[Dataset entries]
Segment Open
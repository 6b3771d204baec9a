//! CPU-side triangle meshes.
//!
//! A [`Mesh`] stores `triangle_count` index triples and `vertex_count`
//! vertices of `attr_dim` floats each in one interleaved buffer, so the vertex
//! data can later be uploaded to the GPU unchanged. What the attributes mean
//! is up to the caller; the 3D generators in [`super::shapes`] use XYZ
//! position, ST texture coordinates and a NOP unit normal.

use std::collections::TryReserveError;

use thiserror::Error;

use crate::linalg::vector;

/// Offset of the position inside a vertex.
pub const POSITION: usize = 0;
/// Offset of the texture coordinates inside a vertex of a 3D shape.
pub const TEX_COORDS: usize = 3;
/// Offset of the normal inside a vertex of a 3D shape.
pub const NORMAL: usize = 5;
/// XYZ + ST + NOP.
pub const SHAPE_ATTR_DIM: usize = 3 + 2 + 3;

#[derive(Error, Debug)]
pub enum MeshError {
    #[error("could not allocate mesh storage: {0}")]
    Allocation(#[from] TryReserveError),
    #[error("invalid revolution profile: {0}")]
    InvalidProfile(String),
    #[error("invalid landscape grid: {0}")]
    InvalidGrid(String),
    #[error("vertices have {attr_dim} attributes, but a normal at offset {offset} needs {needed}")]
    MissingAttributes {
        attr_dim: usize,
        offset: usize,
        needed: usize,
    },
}

#[derive(Clone, Debug, PartialEq)]
pub struct Mesh {
    vertex_count: usize,
    attr_dim: usize,
    triangles: Vec<[u32; 3]>,
    vertices: Vec<f32>,
}

impl Mesh {
    /// Allocates storage for the triangles and vertices in one go. Triangles
    /// start as `[0, 0, 0]` and vertices as zeros.
    pub fn new(triangle_count: usize, vertex_count: usize, attr_dim: usize) -> Result<Self, MeshError> {
        let mut triangles = Vec::new();
        triangles.try_reserve_exact(triangle_count)?;
        triangles.resize(triangle_count, [0; 3]);

        let mut vertices = Vec::new();
        vertices.try_reserve_exact(vertex_count.saturating_mul(attr_dim))?;
        vertices.resize(vertex_count * attr_dim, 0.0);

        Ok(Self {
            vertex_count,
            attr_dim,
            triangles,
            vertices,
        })
    }

    pub fn triangle_count(&self) -> usize {
        self.triangles.len()
    }

    pub fn vertex_count(&self) -> usize {
        self.vertex_count
    }

    pub fn attr_dim(&self) -> usize {
        self.attr_dim
    }

    /// Sets triangle `index` to the vertex indices `(i, j, k)`. Does nothing
    /// if `index` is out of range.
    pub fn set_triangle(&mut self, index: usize, i: u32, j: u32, k: u32) {
        if let Some(tri) = self.triangles.get_mut(index) {
            *tri = [i, j, k];
        }
    }

    pub fn triangle(&self, index: usize) -> Option<[u32; 3]> {
        self.triangles.get(index).copied()
    }

    pub fn triangles(&self) -> &[[u32; 3]] {
        &self.triangles
    }

    /// Copies the first `attr_dim` values of `attrs` into vertex `index`.
    /// Does nothing if `index` is out of range or `attrs` is too short.
    pub fn set_vertex(&mut self, index: usize, attrs: &[f32]) {
        let dim = self.attr_dim;
        if let (Some(vert), Some(src)) = (self.vertex_mut(index), attrs.get(..dim)) {
            vert.copy_from_slice(src);
        }
    }

    pub fn vertex(&self, index: usize) -> Option<&[f32]> {
        if index >= self.vertex_count {
            return None;
        }
        let start = index * self.attr_dim;
        self.vertices.get(start..start + self.attr_dim)
    }

    pub fn vertex_mut(&mut self, index: usize) -> Option<&mut [f32]> {
        if index >= self.vertex_count {
            return None;
        }
        let start = index * self.attr_dim;
        self.vertices.get_mut(start..start + self.attr_dim)
    }

    /// All vertex attributes, interleaved.
    pub fn vertices(&self) -> &[f32] {
        &self.vertices
    }

    pub(crate) fn vertices_mut(&mut self) -> &mut [f32] {
        &mut self.vertices
    }

    /// Three consecutive attributes starting at `offset` of vertex `index`.
    pub fn attribute3(&self, index: usize, offset: usize) -> Option<[f32; 3]> {
        self.vertex(index)?
            .get(offset..offset + 3)
            .and_then(|s| s.try_into().ok())
    }

    fn set_attribute3(&mut self, index: usize, offset: usize, value: [f32; 3]) {
        if let Some(dst) = self
            .vertex_mut(index)
            .and_then(|v| v.get_mut(offset..offset + 3))
        {
            dst.copy_from_slice(&value);
        }
    }

    /// Outward unit normal of triangle `index`, assuming attributes 0..3 are
    /// XYZ and the triangle is counter-clockwise seen from outside.
    pub fn triangle_normal(&self, index: usize) -> Option<[f32; 3]> {
        let [a, b, c] = self.triangle(index)?;
        Some(true_normal(
            &self.attribute3(a as usize, POSITION)?,
            &self.attribute3(b as usize, POSITION)?,
            &self.attribute3(c as usize, POSITION)?,
        ))
    }

    fn check_normal_offset(&self, offset: usize) -> Result<(), MeshError> {
        if self.attr_dim < offset + 3 || offset < POSITION + 3 {
            return Err(MeshError::MissingAttributes {
                attr_dim: self.attr_dim,
                offset,
                needed: offset + 3,
            });
        }
        Ok(())
    }

    /// Writes flat-shaded normals into attributes `offset..offset + 3`. A
    /// vertex shared by several triangles keeps the normal of whichever of
    /// them comes last.
    pub fn flat_normals(&mut self, offset: usize) -> Result<(), MeshError> {
        self.check_normal_offset(offset)?;
        for index in 0..self.triangles.len() {
            let Some(normal) = self.triangle_normal(index) else {
                continue;
            };
            for vert in self.triangles[index] {
                self.set_attribute3(vert as usize, offset, normal);
            }
        }
        Ok(())
    }

    /// Writes smooth normals into attributes `offset..offset + 3`: every
    /// vertex gets the normalized sum of the unit normals of the triangles
    /// around it. Coincident vertices are not merged.
    pub fn smooth_normals(&mut self, offset: usize) -> Result<(), MeshError> {
        self.check_normal_offset(offset)?;
        for index in 0..self.vertex_count() {
            self.set_attribute3(index, offset, [0.0; 3]);
        }
        for index in 0..self.triangles.len() {
            let Some(normal) = self.triangle_normal(index) else {
                continue;
            };
            for vert in self.triangles[index] {
                if let Some(sum) = self.attribute3(vert as usize, offset) {
                    self.set_attribute3(vert as usize, offset, vector::add(&sum, &normal));
                }
            }
        }
        for index in 0..self.vertex_count() {
            if let Some(sum) = self.attribute3(index, offset) {
                let mut normal = sum;
                vector::unit(&sum, &mut normal);
                self.set_attribute3(index, offset, normal);
            }
        }
        Ok(())
    }
}

/// Outward unit normal of the counter-clockwise triangle `(a, b, c)`. A
/// degenerate triangle yields the zero vector.
pub fn true_normal(a: &[f32; 3], b: &[f32; 3], c: &[f32; 3]) -> [f32; 3] {
    let normal = vector::cross(&vector::subtract(b, a), &vector::subtract(c, a));
    let mut unit = [0.0; 3];
    vector::unit(&normal, &mut unit);
    unit
}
Segment Closed
Your assignment:
A precise copy of all the records is needed.

Solution:
repository 6b3771d204baec9a
//! CPU-side triangle meshes.
//!
//! A [`Mesh`] stores `triangle_count` index triples and `vertex_count`
//! vertices of `attr_dim` floats each in one interleaved buffer, so the vertex
//! data can later be uploaded to the GPU unchanged. What the attributes mean
//! is up to the caller; the 3D generators in [`super::shapes`] use XYZ
//! position, ST texture coordinates and a NOP unit normal.

use std::collections::TryReserveError;

use thiserror::Error;

use crate::linalg::vector;

/// Offset of the position inside a vertex.
pub const POSITION: usize = 0;
/// Offset of the texture coordinates inside a vertex of a 3D shape.
pub const TEX_COORDS: usize = 3;
/// Offset of the normal inside a vertex of a 3D shape.
pub const NORMAL: usize = 5;
/// XYZ + ST + NOP.
pub const SHAPE_ATTR_DIM: usize = 3 + 2 + 3;

#[derive(Error, Debug)]
pub enum MeshError {
    #[error("could not allocate mesh storage: {0}")]
    Allocation(#[from] TryReserveError),
    #[error("invalid revolution profile: {0}")]
    InvalidProfile(String),
    #[error("invalid landscape grid: {0}")]
    InvalidGrid(String),
    #[error("vertices have {attr_dim} attributes, but a normal at offset {offset} needs {needed}")]
    MissingAttributes {
        attr_dim: usize,
        offset: usize,
        needed: usize,
    },
}

#[derive(Clone, Debug, PartialEq)]
pub struct Mesh {
    vertex_count: usize,
    attr_dim: usize,
    triangles: Vec<[u32; 3]>,
    vertices: Vec<f32>,
}

impl Mesh {
    /// Allocates storage for the triangles and vertices in one go. Triangles
    /// start as `[0, 0, 0]` and vertices as zeros.
    pub fn new(triangle_count: usize, vertex_count: usize, attr_dim: usize) -> Result<Self, MeshError> {
        let mut triangles = Vec::new();
        triangles.try_reserve_exact(triangle_count)?;
        triangles.resize(triangle_count, [0; 3]);

        let mut vertices = Vec::new();
        vertices.try_reserve_exact(vertex_count.saturating_mul(attr_dim))?;
        vertices.resize(vertex_count * attr_dim, 0.0);

        Ok(Self {
            vertex_count,
            attr_dim,
            triangles,
            vertices,
        })
    }

    pub fn triangle_count(&self) -> usize {
        self.triangles.len()
    }

    pub fn vertex_count(&self) -> usize {
        self.vertex_count
    }

    pub fn attr_dim(&self) -> usize {
        self.attr_dim
    }

    /// Sets triangle `index` to the vertex indices `(i, j, k)`. Does nothing
    /// if `index` is out of range.
    pub fn set_triangle(&mut self, index: usize, i: u32, j: u32, k: u32) {
        if let Some(tri) = self.triangles.get_mut(index) {
            *tri = [i, j, k];
        }
    }

    pub fn triangle(&self, index: usize) -> Option<[u32; 3]> {
        self.triangles.get(index).copied()
    }

    pub fn triangles(&self) -> &[[u32; 3]] {
        &self.triangles
    }

    /// Copies the first `attr_dim` values of `attrs` into vertex `index`.
    /// Does nothing if `index` is out of range or `attrs` is too short.
    pub fn set_vertex(&mut self, index: usize, attrs: &[f32]) {
        let dim = self.attr_dim;
        if let (Some(vert), Some(src)) = (self.vertex_mut(index), attrs.get(..dim)) {
            vert.copy_from_slice(src);
        }
    }

    pub fn vertex(&self, index: usize) -> Option<&[f32]> {
        if index >= self.vertex_count {
            return None;
        }
        let start = index * self.attr_dim;
        self.vertices.get(start..start + self.attr_dim)
    }

    pub fn vertex_mut(&mut self, index: usize) -> Option<&mut [f32]> {
        if index >= self.vertex_count {
            return None;
        }
        let start = index * self.attr_dim;
        self.vertices.get_mut(start..start + self.attr_dim)
    }

    /// All vertex attributes, interleaved.
    pub fn vertices(&self) -> &[f32] {
        &self.vertices
    }

    pub(crate) fn vertices_mut(&mut self) -> &mut [f32] {
        &mut self.vertices
    }

    /// Three consecutive attributes starting at `offset` of vertex `index`.
    pub fn attribute3(&self, index: usize, offset: usize) -> Option<[f32; 3]> {
        self.vertex(index)?
            .get(offset..offset + 3)
            .and_then(|s| s.try_into().ok())
    }

    fn set_attribute3(&mut self, index: usize, offset: usize, value: [f32; 3]) {
        if let Some(dst) = self
            .vertex_mut(index)
            .and_then(|v| v.get_mut(offset..offset + 3))
        {
            dst.copy_from_slice(&value);
        }
    }

    /// Outward unit normal of triangle `index`, assuming attributes 0..3 are
    /// XYZ and the triangle is counter-clockwise seen from outside.
    pub fn triangle_normal(&self, index: usize) -> Option<[f32; 3]> {
        let [a, b, c] = self.triangle(index)?;
        Some(true_normal(
            &self.attribute3(a as usize, POSITION)?,
            &self.attribute3(b as usize, POSITION)?,
            &self.attribute3(c as usize, POSITION)?,
        ))
    }

    fn check_normal_offset(&self, offset: usize) -> Result<(), MeshError> {
        if self.attr_dim < offset + 3 || offset < POSITION + 3 {
            return Err(MeshError::MissingAttributes {
                attr_dim: self.attr_dim,
                offset,
                needed: offset + 3,
            });
        }
        Ok(())
    }

    /// Writes flat-shaded normals into attributes `offset..offset + 3`. A
    /// vertex shared by several triangles keeps the normal of whichever of
    /// them comes last.
    pub fn flat_normals(&mut self, offset: usize) -> Result<(), MeshError> {
        self.check_normal_offset(offset)?;
        for index in 0..self.triangles.len() {
            let Some(normal) = self.triangle_normal(index) else {
                continue;
            };
            for vert in self.triangles[index] {
                self.set_attribute3(vert as usize, offset, normal);
            }
        }
        Ok(())
    }

    /// Writes smooth normals into attributes `offset..offset + 3`: every
    /// vertex gets the normalized sum of the unit normals of the triangles
    /// around it. Coincident vertices are not merged.
    pub fn smooth_normals(&mut self, offset: usize) -> Result<(), MeshError> {
        self.check_normal_offset(offset)?;
        for index in 0..self.vertex_count() {
            self.set_attribute3(index, offset, [0.0; 3]);
        }
        for index in 0..self.triangles.len() {
            let Some(normal) = self.triangle_normal(index) else {
                continue;
            };
            for vert in self.triangles[index] {
                if let Some(sum) = self.attribute3(vert as usize, offset) {
                    self.set_attribute3(vert as usize, offset, vector::add(&sum, &normal));
                }
            }
        }
        for index in 0..self.vertex_count() {
            if let Some(sum) = self.attribute3(index, offset) {
                let mut normal = sum;
                vector::unit(&sum, &mut normal);
                self.set_attribute3(index, offset, normal);
            }
        }
        Ok(())
    }
}

/// Outward unit normal of the counter-clockwise triangle `(a, b, c)`. A
/// degenerate triangle yields the zero vector.
pub fn true_normal(a: &[f32; 3], b: &[f32; 3], c: &[f32; 3]) -> [f32; 3] {
    let normal = vector::cross(&vector::subtract(b, a), &vector::subtract(c, a));
    let mut unit = [0.0; 3];
    vector::unit(&normal, &mut unit);
    unit
}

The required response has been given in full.